TRY IT: From the records below, please repeat exactly the line that has "filename src/craft/recipe/mod.rs", the line that has "must be unique", and every line between them, and nothing else.

RECORDS FOR PROCESSING:
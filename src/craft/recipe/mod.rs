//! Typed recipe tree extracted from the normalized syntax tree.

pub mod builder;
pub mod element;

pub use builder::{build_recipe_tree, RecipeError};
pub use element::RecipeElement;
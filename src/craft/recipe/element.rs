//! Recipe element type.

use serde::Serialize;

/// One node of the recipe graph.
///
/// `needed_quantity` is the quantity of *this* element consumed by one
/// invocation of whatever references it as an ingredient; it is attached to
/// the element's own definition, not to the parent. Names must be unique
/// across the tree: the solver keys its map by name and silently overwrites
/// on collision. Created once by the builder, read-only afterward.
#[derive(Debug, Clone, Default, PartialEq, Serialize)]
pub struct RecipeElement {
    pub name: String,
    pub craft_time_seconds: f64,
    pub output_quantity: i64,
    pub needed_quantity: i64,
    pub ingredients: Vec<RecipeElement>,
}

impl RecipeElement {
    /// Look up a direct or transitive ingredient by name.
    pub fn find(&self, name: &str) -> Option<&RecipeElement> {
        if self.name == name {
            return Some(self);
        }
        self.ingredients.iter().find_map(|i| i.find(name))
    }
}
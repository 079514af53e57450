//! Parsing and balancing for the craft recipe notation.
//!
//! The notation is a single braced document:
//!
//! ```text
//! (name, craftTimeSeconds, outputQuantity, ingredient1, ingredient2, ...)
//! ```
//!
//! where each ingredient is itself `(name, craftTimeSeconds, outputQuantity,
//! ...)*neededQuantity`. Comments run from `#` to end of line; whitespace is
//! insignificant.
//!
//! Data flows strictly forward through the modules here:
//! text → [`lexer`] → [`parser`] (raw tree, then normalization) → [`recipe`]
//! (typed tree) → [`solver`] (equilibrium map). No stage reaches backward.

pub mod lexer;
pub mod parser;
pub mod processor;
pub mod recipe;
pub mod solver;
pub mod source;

==

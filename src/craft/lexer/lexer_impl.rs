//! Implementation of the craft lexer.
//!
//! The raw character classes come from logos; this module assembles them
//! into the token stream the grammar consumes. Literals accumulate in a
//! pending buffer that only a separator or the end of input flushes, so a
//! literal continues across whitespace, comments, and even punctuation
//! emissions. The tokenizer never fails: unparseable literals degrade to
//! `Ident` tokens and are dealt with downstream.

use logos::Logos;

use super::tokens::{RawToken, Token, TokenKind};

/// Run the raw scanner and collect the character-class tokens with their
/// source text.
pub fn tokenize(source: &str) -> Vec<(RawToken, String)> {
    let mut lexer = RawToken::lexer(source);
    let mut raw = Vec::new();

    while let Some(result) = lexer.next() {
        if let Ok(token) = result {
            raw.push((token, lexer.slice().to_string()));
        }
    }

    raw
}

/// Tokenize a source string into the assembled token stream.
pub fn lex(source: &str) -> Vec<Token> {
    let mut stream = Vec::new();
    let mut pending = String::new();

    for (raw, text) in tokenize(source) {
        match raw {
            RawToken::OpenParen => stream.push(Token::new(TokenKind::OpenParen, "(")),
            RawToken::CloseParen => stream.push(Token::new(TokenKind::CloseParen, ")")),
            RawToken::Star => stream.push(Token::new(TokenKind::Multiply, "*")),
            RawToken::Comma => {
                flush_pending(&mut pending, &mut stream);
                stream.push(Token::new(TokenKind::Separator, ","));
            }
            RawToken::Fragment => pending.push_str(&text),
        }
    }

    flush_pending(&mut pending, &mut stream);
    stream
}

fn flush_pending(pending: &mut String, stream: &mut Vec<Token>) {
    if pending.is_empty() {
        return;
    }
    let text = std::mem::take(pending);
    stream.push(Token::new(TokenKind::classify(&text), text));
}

...

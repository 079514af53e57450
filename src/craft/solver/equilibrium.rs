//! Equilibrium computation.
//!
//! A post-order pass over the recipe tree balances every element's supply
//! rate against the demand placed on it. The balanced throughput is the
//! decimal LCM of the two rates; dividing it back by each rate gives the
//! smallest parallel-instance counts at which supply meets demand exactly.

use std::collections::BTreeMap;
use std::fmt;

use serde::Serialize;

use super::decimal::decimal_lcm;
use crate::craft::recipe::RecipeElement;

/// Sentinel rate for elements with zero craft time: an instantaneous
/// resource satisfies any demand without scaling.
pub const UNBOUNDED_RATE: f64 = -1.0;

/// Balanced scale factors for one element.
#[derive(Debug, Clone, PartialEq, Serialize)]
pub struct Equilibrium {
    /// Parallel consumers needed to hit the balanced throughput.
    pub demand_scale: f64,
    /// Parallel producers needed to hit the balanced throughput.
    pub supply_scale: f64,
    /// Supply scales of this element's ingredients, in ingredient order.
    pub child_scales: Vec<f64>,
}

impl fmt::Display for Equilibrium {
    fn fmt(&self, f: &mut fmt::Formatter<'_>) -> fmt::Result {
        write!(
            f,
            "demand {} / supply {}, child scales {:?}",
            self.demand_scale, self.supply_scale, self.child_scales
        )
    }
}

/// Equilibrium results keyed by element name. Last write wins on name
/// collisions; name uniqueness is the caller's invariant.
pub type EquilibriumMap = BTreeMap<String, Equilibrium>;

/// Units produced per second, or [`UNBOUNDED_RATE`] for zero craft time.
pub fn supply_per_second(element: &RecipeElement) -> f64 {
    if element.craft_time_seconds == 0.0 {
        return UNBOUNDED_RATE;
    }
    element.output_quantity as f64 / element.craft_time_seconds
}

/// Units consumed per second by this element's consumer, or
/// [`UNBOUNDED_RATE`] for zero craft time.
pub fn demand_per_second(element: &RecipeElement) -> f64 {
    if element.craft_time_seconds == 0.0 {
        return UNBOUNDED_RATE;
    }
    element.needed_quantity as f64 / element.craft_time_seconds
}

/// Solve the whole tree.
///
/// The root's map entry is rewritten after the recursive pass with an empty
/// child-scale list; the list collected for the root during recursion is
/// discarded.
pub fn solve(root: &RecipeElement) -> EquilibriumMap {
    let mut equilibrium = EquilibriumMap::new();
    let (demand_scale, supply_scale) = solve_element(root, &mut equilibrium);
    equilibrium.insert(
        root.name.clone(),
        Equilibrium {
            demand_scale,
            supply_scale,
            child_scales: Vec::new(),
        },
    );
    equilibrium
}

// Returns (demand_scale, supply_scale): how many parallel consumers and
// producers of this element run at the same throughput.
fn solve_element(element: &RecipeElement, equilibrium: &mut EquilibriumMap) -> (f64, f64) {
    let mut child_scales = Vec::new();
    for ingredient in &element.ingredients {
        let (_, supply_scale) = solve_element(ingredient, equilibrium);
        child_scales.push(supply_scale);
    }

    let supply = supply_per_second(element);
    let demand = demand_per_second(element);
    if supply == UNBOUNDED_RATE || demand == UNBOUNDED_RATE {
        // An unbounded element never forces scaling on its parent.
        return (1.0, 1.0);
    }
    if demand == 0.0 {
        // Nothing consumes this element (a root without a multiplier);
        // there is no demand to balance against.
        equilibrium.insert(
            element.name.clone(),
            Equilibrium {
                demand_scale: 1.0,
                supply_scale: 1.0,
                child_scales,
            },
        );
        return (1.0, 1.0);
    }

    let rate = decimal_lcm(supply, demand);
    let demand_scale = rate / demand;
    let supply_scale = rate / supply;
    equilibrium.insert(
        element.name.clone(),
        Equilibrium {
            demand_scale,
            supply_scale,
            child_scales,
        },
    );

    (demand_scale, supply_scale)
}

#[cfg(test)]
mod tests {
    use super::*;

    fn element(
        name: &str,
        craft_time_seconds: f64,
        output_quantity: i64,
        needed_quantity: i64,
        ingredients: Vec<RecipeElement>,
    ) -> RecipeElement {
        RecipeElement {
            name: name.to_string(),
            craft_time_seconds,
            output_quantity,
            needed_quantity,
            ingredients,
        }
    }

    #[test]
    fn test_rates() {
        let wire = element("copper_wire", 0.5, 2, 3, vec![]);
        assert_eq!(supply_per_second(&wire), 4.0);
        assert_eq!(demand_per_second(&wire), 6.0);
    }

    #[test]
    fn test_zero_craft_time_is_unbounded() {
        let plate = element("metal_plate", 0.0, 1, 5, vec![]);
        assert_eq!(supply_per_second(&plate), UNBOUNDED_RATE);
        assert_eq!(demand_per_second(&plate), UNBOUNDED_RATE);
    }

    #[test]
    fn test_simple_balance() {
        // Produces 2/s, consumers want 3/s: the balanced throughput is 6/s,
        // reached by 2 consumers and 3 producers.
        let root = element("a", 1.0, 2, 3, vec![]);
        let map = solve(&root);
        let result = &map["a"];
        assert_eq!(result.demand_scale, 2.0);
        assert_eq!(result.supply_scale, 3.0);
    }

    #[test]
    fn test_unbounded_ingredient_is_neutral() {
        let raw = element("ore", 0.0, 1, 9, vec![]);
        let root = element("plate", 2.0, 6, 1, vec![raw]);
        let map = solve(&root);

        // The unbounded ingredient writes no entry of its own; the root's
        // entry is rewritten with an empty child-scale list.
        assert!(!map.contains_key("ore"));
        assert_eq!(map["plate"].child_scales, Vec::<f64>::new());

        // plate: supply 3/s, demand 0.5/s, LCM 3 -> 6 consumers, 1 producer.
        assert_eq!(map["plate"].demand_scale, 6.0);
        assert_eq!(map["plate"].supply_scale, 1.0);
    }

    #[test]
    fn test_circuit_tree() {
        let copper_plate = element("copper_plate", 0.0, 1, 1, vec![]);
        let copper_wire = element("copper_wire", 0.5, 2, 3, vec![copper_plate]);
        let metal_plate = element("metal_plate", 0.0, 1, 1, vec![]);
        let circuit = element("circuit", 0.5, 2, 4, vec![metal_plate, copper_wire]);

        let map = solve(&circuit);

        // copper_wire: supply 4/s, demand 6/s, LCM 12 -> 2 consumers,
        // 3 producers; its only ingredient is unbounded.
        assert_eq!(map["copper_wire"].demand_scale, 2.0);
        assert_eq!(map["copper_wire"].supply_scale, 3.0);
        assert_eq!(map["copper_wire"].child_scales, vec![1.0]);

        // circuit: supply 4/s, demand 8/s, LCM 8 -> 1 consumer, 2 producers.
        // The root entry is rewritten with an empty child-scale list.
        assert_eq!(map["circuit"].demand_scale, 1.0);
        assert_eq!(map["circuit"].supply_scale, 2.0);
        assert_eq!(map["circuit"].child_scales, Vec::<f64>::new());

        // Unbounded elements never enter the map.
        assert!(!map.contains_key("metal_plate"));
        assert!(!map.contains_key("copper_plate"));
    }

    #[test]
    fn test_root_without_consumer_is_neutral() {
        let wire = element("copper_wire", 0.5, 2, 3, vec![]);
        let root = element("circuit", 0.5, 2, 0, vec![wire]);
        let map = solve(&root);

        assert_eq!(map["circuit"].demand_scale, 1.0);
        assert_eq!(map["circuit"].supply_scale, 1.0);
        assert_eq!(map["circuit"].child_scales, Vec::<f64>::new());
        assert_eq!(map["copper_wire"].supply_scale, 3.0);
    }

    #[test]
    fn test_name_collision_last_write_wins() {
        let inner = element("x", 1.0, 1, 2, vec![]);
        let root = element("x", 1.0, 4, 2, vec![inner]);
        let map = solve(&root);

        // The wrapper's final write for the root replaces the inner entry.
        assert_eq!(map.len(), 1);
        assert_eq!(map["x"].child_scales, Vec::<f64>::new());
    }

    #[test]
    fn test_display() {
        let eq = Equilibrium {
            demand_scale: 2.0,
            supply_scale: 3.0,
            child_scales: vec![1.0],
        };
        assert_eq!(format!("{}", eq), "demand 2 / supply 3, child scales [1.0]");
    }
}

RESPONSE AREA:
filename src/craft/recipe/mod.rs
//! Typed recipe tree extracted from the normalized syntax tree.

pub mod builder;
pub mod element;

pub use builder::{build_recipe_tree, RecipeError};
pub use element::RecipeElement;
filename src/craft/recipe/element.rs
//! Recipe element type.

use serde::Serialize;

/// One node of the recipe graph.
///
/// `needed_quantity` is the quantity of *this* element consumed by one
/// invocation of whatever references it as an ingredient; it is attached to
/// the element's own definition, not to the parent. Names must be unique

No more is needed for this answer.